For Pakistanis living abroad there is perhaps no greater time for nostalgia than Ramazan and Eidul-Fitr which follows it. The reminiscences of how things were done back home and the longing for everything from sharbat to fruit chaat and dahi phulki are common topics of discussion. Inevitably everyone has a favourite memory: qeema samosas from a particular vendor, the delicious fish pakoras that were sent over every Friday by the next door neighbour, even the unidentifiable bland-tasting pink dessert which arrived every single year without fail on the eve of 27th Ramazan courtesy of another neighbour.

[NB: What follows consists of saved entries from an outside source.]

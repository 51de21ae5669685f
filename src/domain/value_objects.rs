//! Value Objects - Immutable domain primitives
//!
//! Value objects are identified by their value rather than identity.
//! They are immutable and can be freely shared.

use serde::{Deserialize, Serialize};
use std::hash::{Hash, Hasher};

/// A point on the surface of the planet, in decimal degrees.
///
/// Used both as a site's fixed location and as the transient location
/// of whoever is asking. Equality is bitwise on the two coordinates so
/// that points can key hash sets (`-0.0` and `0.0` are distinct).
#[derive(Debug, Clone, Copy, Serialize, Deserialize)]
pub struct Point {
    /// Latitude, -90..=90
    pub lat: f64,
    /// Longitude, -180..=180
    pub lon: f64,
}

impl Point {
    pub fn new(lat: f64, lon: f64) -> Self {
        Self { lat, lon }
    }

    /// Whether both coordinates are finite and inside their valid ranges.
    pub fn is_valid(&self) -> bool {
        self.lat.is_finite()
            && self.lon.is_finite()
            && (-90.0..=90.0).contains(&self.lat)
            && (-180.0..=180.0).contains(&self.lon)
    }
}

impl PartialEq for Point {
    fn eq(&self, other: &Self) -> bool {
        self.lat.to_bits() == other.lat.to_bits() && self.lon.to_bits() == other.lon.to_bits()
    }
}

impl Eq for Point {}

impl Hash for Point {
    fn hash<H: Hasher>(&self, state: &mut H) {
        self.lat.to_bits().hash(state);
        self.lon.to_bits().hash(state);
    }
}

impl std::fmt::Display for Point {
    fn fmt(&self, f: &mut std::fmt::Formatter<'_>) -> std::fmt::Result {
        write!(f, "({:.6}, {:.6})", self.lat, self.lon)
    }
}
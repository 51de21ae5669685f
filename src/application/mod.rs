//! Application Layer
//!
//! The query router: the use case the DNS listeners drive.

pub mod router;

pub use router::{Router, RouterConfig, RouteError, RouteState};
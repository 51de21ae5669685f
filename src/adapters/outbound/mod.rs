mod service_publisher;

pub use service_publisher::ServicePublisher;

Since the start of this particular month of fasting I have been longing for the jalebi sold at a specific mithai shop near Karachi’s Teen Talwar roundabout. Warm, crispy and dripping with rosewater-flavoured sugar syrup, these deep-fried pretzel-shaped goodies simply melt in the mouth. Some have suggested substituting imarti for jalebi since red-orange coloured imarti is widely available in Toronto. But that is not possible: while the two might appear to be somewhat similar they are definitely not the same.

Meanwhile, in Minneapolis, A. admits that he has been dreaming of those chunky aloo samosas that are available all year round in Pakistan but taste especially good during the month of fasting. In fact, he requested a friend to take pictures of the said samosas and post them on Facebook so he could at least feast his eyes. He also asked for pictures of aam and falsaa “if they are still around.”

In Edmonton F. laments the absence of khajla and pheni for sehri. “Nothing, especially not cornflakes, can compensate.” His wife U. offers some comfort: “At least Rooh Afza is available here as it is in most cities with a sizeable desi population.”

M.A. who lives in Sheffield, UK, confirmed the availability of the popular red drink there: “Yes, Rooh Afza is here and here to stay!!” From close by London M.J. reports: “Everything is available here but it just tastes bland, even the homemade dahi baray are not the same. Sigh! Oh why the hell did you have to ask?”

Don’t get us wrong. When we think of Pakistan it’s not just in the context of food or the good time we have there while on vacation. Most of us are ever mindful of the less savoury aspects of our country of birth. We cringe at every piece of bad news reported on Pakistani television channels and grimace at every misstep taken by Pakistani politicians. And we are constantly concerned for the well being of family and friends who make up the most essential part of what we miss on these special occasions.

In fact, as I. in Boston points out, it’s not even so much the food we miss but rather “the mahaul which is not found anywhere else.” Special shows on television and radio, shorter hours at the office while shops remain open till late night, heavy traffic on the roads as everyone rushes to get home before sunset, and finally, family sitting down to eat together as muezzins throughout the city deliver the maghrib azaan to signal the end of the fast.

For J. in Ottawa and A. in Houston this lack of atmosphere is doubly apparent as Eid approaches. There is no chand raat; no going out en masse for chooriyaan and mehndi or last minute shopping for clothes and shoes. And unlike Pakistan, Eid day in North America, the UK, Europe and Australia etc., is not a public holiday on which everyone wears new clothes and visits their neighbours, friends and family. There’s no eidi either, or at least, as M.J. complains, none of the same generosity that exists in Pakistan when it comes to handing out small sums of money as gifts on Eid.

Most of us though will take the day off from work or school, don a traditional shalwar kameez, and attend Eid prayer at an Islamic centre, convention hall or sports arena. We will then get together with family and friends to partake of sheer khurma as well as other Eid fare. But while doing all these things we will tell each other, time and again, how much livelier and much more enjoyable the month of fasting and the festivities that mark its end are back home.